▶ [Dataset records]:
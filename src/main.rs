mod cli;

use recodarr::{
    arr::RadarrClient,
    config::{self, Config},
    notifications,
    processor::JobProcessor,
    server,
    state::JobQueue,
};
use recodarr_av::{Ffprobe, FfmpegTranscoder, MediaProber};

use anyhow::Result;
use clap::Parser;
use cli::{Cli, Commands};
use std::path::Path;
use std::sync::Arc;

async fn start_server(
    host: Option<String>,
    port: Option<u16>,
    config_path: Option<&Path>,
) -> Result<()> {
    let mut config = config::load_config_or_default(config_path)?;

    if let Some(host) = host {
        config.server.host = host;
    }
    if let Some(port) = port {
        config.server.port = port;
    }

    tracing::info!("Starting recodarr");
    tracing::info!("Library root: {:?}", config.library.root);
    tracing::info!("Radarr: {}", config.radarr.url);

    let ffprobe = recodarr_av::get_tool_path("ffprobe", config.tools.ffprobe_path.as_deref())?;
    let ffmpeg = recodarr_av::get_tool_path("ffmpeg", config.tools.ffmpeg_path.as_deref())?;
    tracing::info!("Using {:?} and {:?}", ffmpeg, ffprobe);

    let config = Arc::new(config);
    let reporter = notifications::create_reporter(&config);
    let processor = JobProcessor::new(
        &config,
        Arc::new(Ffprobe::new(ffprobe)),
        Arc::new(FfmpegTranscoder::new(ffmpeg)),
        Arc::clone(&reporter),
        Arc::new(RadarrClient::new(&config.radarr)),
    );
    let queue = JobQueue::new(Arc::new(processor), reporter);

    let result = server::start_server(config, Arc::clone(&queue)).await;

    let pending = queue.pending_len();
    if pending > 0 || queue.is_busy() {
        tracing::warn!(
            "Shutting down with {} queued job(s){}",
            pending,
            if queue.is_busy() { " and one in progress" } else { "" }
        );
    }

    result
}

fn main() -> Result<()> {
    let cli = Cli::parse();

    // Respect RUST_LOG env var if set, otherwise use defaults based on verbose flag
    let env_filter = std::env::var("RUST_LOG").unwrap_or_else(|_| {
        if cli.verbose {
            "recodarr=trace,recodarr_av=trace,tower_http=debug".to_string()
        } else {
            "recodarr=info,recodarr_av=info,tower_http=info".to_string()
        }
    });

    tracing_subscriber::fmt()
        .with_env_filter(&env_filter)
        .init();

    match cli.command {
        Commands::Start { host, port } => {
            let rt = tokio::runtime::Runtime::new()?;
            rt.block_on(start_server(host, port, cli.config.as_deref()))
        }
        Commands::Probe { file, json } => {
            let rt = tokio::runtime::Runtime::new()?;
            rt.block_on(probe_file(&file, json, cli.config.as_deref()))
        }
        Commands::CheckTools => check_tools(cli.config.as_deref()),
        Commands::Validate {
            config: config_path,
        } => {
            let path = config_path.or(cli.config);
            validate_config(path.as_deref())
        }
        Commands::Version => {
            println!("recodarr {}", env!("CARGO_PKG_VERSION"));
            Ok(())
        }
    }
}

/// Config for offline commands; Radarr settings are not required there.
fn offline_config(config_path: Option<&Path>) -> Config {
    config::load_config_or_default(config_path).unwrap_or_else(|e| {
        tracing::debug!("Using default config: {:#}", e);
        Config::default()
    })
}

async fn probe_file(file: &Path, json: bool, config_path: Option<&Path>) -> Result<()> {
    if !file.exists() {
        anyhow::bail!("File does not exist: {:?}", file);
    }

    let config = offline_config(config_path);
    let ffprobe = recodarr_av::get_tool_path("ffprobe", config.tools.ffprobe_path.as_deref())?;
    let descriptor = Ffprobe::new(ffprobe).probe(file).await?;
    let selection = config.selection.select(&descriptor);

    if json {
        let json_str = serde_json::to_string_pretty(&serde_json::json!({
            "descriptor": descriptor,
            "selection": selection,
        }))?;
        println!("{}", json_str);
        return Ok(());
    }

    println!("File: {}", file.display());
    match descriptor.duration_seconds {
        Some(duration) => println!(
            "Duration: {}",
            notifications::render::format_seconds(duration)
        ),
        None => println!("Duration: unknown"),
    }

    println!("\nStreams: {}", descriptor.streams.len());
    for stream in &descriptor.streams {
        println!(
            "  [{}] {}:{} {} ({})",
            stream.index, stream.media_type, stream.type_index, stream.codec_name, stream.language
        );
    }

    match selection {
        Some(selection) => {
            println!("\nWould keep:");
            println!("  Video: {}:{}", selection.video.media_type, selection.video.type_index);
            println!(
                "  Audio: {}:{} ({})",
                selection.audio.media_type, selection.audio.type_index, selection.audio.language
            );
            for subtitle in &selection.subtitles {
                let note = if recodarr_av::encode::is_text_subtitle(&subtitle.codec_name) {
                    ""
                } else {
                    " [bitmap, dropped]"
                };
                println!(
                    "  Subtitle: {}:{} ({}){}",
                    subtitle.media_type, subtitle.type_index, subtitle.language, note
                );
            }
        }
        None => println!("\nNo video or audio stream, file would be left alone"),
    }

    Ok(())
}

fn check_tools(config_path: Option<&Path>) -> Result<()> {
    println!("Checking external tools...\n");

    let config = offline_config(config_path);
    let tools = recodarr_av::check_tools(
        config.tools.ffmpeg_path.as_deref(),
        config.tools.ffprobe_path.as_deref(),
    );
    let mut all_ok = true;

    for tool in &tools {
        let status = if tool.available {
            "✓"
        } else {
            all_ok = false;
            "✗"
        };

        print!("{} {}", status, tool.name);

        if let Some(ref version) = tool.version {
            print!(" ({})", version.lines().next().unwrap_or(""));
        }

        if let Some(ref path) = tool.path {
            print!(" - {}", path.display());
        }

        println!();
    }

    println!();
    if all_ok {
        println!("All required tools are available!");
        Ok(())
    } else {
        anyhow::bail!("ffmpeg and ffprobe are both required")
    }
}

fn validate_config(path: Option<&Path>) -> Result<()> {
    match path {
        Some(p) => println!("Validating config: {:?}", p),
        None => println!("Validating config from default locations and environment"),
    }

    let config = config::load_config_or_default(path)?;
    println!("✓ Configuration is valid");
    println!("  Server: {}:{}", config.server.host, config.server.port);
    println!("  Library root: {:?}", config.library.root);
    println!("  Radarr: {}", config.radarr.url);
    println!(
        "  Discord: {}",
        if config.discord.webhook_url.is_some() {
            "configured"
        } else {
            "not configured"
        }
    );
    println!(
        "  Audio languages: {}",
        config.selection.audio_languages.join(", ")
    );
    println!(
        "  Subtitle languages: {}",
        config.selection.subtitle_languages.join(", ")
    );

    Ok(())
}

▶ [Task requirements]: Which lines in the data above hold the string "bail"? Return each of them.

▶ [Answer section]:
        anyhow::bail!("File does not exist: {:?}", file);
        anyhow::bail!("ffmpeg and ffprobe are both required")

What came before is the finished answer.